Assim sendo, mais importante que saber se vão existir novos impostos regionais, é preciso que a carga fiscal que incide sobre todos os contribuintes não aumente e, pelo contrário, tendencialmente diminua.

Cumprimentos,

Nota: tomei a liberdade de publicar este "post" com o respectivo link no REGIONALIZAÇÃO

http://regioes.blogspot.com
.


De CAA a 29 de Agosto de 2008 às 11:31
http://blasfemias.net/2008/08/29/no-money/


De Ele a 29 de Agosto de 2008 às 13:20
Certos e certas falam sempre de novos políticos ou melhor de novos lugares. Não estão atentos? É que eles já existem! Cada região já tem os seus Presidentes e Vice-Presidentes da CCDR (e mais alguns elementos de cúpula nomeados), os Directores Regionais de Educação, Saúde, Economia, Cultura, etc., etc. (e mais alguns elementos de cúpula)! Esses lugares já existem e governam as regiões sem qualquer controlo (e estimulo) denocrático. Trata-se de eleger esses governos regionais que já existem e que por agora são nomeados. A nomeação é que é a salvaguarda de uns políticos que tanto criticam!

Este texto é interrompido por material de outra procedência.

pub mod manager;
pub mod memory;
pub mod models;
pub mod repository;

pub use manager::{DatabaseError, DatabaseManager};
pub use memory::MemoryStore;
pub use repository::{ClienteRepository, LogradouroRepository, UserRepository};
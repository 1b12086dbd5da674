// handlers/protected/mod.rs - Protected handlers (JWT authentication required)
//
// Routes here sit behind `jwt_auth_middleware`; a request only reaches a
// handler once its bearer token verified. Any authenticated user may use
// every operation.

pub mod cliente; // /api/cliente[/:id]
pub mod logradouro; // /api/logradouro[/:id]
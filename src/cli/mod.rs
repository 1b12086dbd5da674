use clap::{Parser, Subcommand};
use tokio::net::TcpListener;

use crate::config::AppConfig;
use crate::database::DatabaseManager;
use crate::state::AppState;

#[derive(Parser)]
#[command(name = "thomas-crud")]
#[command(about = "Cliente/Logradouro CRUD API server")]
#[command(version)]
pub struct Cli {
    #[command(subcommand)]
    pub command: Commands,
}

#[derive(Subcommand)]
pub enum Commands {
    #[command(about = "Run the HTTP API server")]
    Serve {
        #[arg(long, help = "Port to listen on (overrides API_PORT/PORT)")]
        port: Option<u16>,

        #[arg(long, help = "Use the in-process store instead of PostgreSQL")]
        memory: bool,
    },

    #[command(about = "Apply database migrations and exit")]
    Migrate,
}

pub async fn run(cli: Cli, config: AppConfig) -> anyhow::Result<()> {
    match cli.command {
        Commands::Serve { port, memory } => serve(config, port, memory).await,
        Commands::Migrate => {
            let pool = DatabaseManager::connect(&config).await?;
            DatabaseManager::migrate(&pool).await?;
            pool.close().await;
            Ok(())
        }
    }
}

async fn serve(config: AppConfig, port: Option<u16>, memory: bool) -> anyhow::Result<()> {
    let port = port.unwrap_or(config.api.port);
    tracing::info!("Starting API in {:?} mode", config.environment);

    let state = if memory {
        tracing::warn!("Using in-process store; data is lost on exit");
        AppState::in_memory(config)?
    } else {
        let pool = DatabaseManager::connect(&config).await?;
        AppState::postgres(config, pool)?
    };

    let bind_addr = format!("0.0.0.0:{}", port);
    let listener = TcpListener::bind(&bind_addr).await?;
    tracing::info!("Listening on http://{}", bind_addr);

    axum::serve(listener, crate::app::app(state))
        .with_graceful_shutdown(shutdown_signal())
        .await?;

    tracing::info!("Server stopped");
    Ok(())
}

async fn shutdown_signal() {
    if let Err(e) = tokio::signal::ctrl_c().await {
        tracing::error!("Failed to listen for shutdown signal: {}", e);
    }
}
pub mod api;
pub mod app;
pub mod auth;
pub mod cli;
pub mod config;
pub mod database;
pub mod error;
pub mod handlers;
pub mod middleware;
pub mod state;

pub use app::app;
pub use state::AppState;
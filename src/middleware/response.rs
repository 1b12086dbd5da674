use axum::{
    http::StatusCode,
    response::{IntoResponse, Json, Response},
};
use serde::Serialize;
use serde_json::json;

/// Wrapper for API responses that automatically adds success envelope
#[derive(Debug)]
pub struct ApiResponse<T: Serialize> {
    pub data: T,
    pub status_code: Option<StatusCode>,
}

impl<T: Serialize> ApiResponse<T> {
    /// Create a successful API response with default 200 status
    pub fn success(data: T) -> Self {
        Self {
            data,
            status_code: None,
        }
    }

    /// Create an API response with custom status code
    pub fn with_status(data: T, status_code: StatusCode) -> Self {
        Self {
            data,
            status_code: Some(status_code),
        }
    }

    /// Create a 201 Created response
    pub fn created(data: T) -> Self {
        Self::with_status(data, StatusCode::CREATED)
    }
}

impl<T: Serialize> IntoResponse for ApiResponse<T> {
    fn into_response(self) -> Response {
        let status = self.status_code.unwrap_or(StatusCode::OK);

        let data_value = match serde_json::to_value(&self.data) {
            Ok(value) => value,
            Err(e) => {
                tracing::error!("Failed to serialize response data: {}", e);
                return (
                    StatusCode::INTERNAL_SERVER_ERROR,
                    Json(json!({
                        "error": true,
                        "message": "Failed to serialize response data",
                        "code": "INTERNAL_SERVER_ERROR"
                    })),
                )
                    .into_response();
            }
        };

        let envelope = json!({
            "success": true,
            "data": data_value
        });

        (status, Json(envelope)).into_response()
    }
}

/// Message-only payload for mutations without a body to return
#[derive(Debug, Serialize)]
pub struct Message {
    pub message: String,
}

impl Message {
    pub fn new(message: impl Into<String>) -> Self {
        Self { message: message.into() }
    }
}

pub type ApiResult<T> = Result<ApiResponse<T>, crate::error::ApiError>;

De Anónimo a 31 de Agosto de 2008 às 00:35
Li e reli com muita atenção a sua opiniao sobre a regionalização. Concordo consigo no respeitante a taxação de impostos regionais, mas o problema agravar-se-ia se, por exemplo, o modelo eleitoral nao fosse revisto.
Como Baixo alentejano olho para S. bento como um local onde 30% do pais tem 8 deputados. Isto deveria ser colmatado com um novo equilibrio entre as diversas regiões no que diz respeito a disposição de deputados.
Também temos diferenças com a Espanha. Nós somos uma nação, eles não....talvez seja esse o maior entrave a regionalização.
Não nos esqueçamos que descentralizar desta forma implica das duas uma: renovar uma constituição cheia de emendas ou fazer uma nova? O problema nasce na (im)competencia da maior parte dos nossos representantes.
Talvez no futuro voltaremos ao passado 28 de Maio!!!!!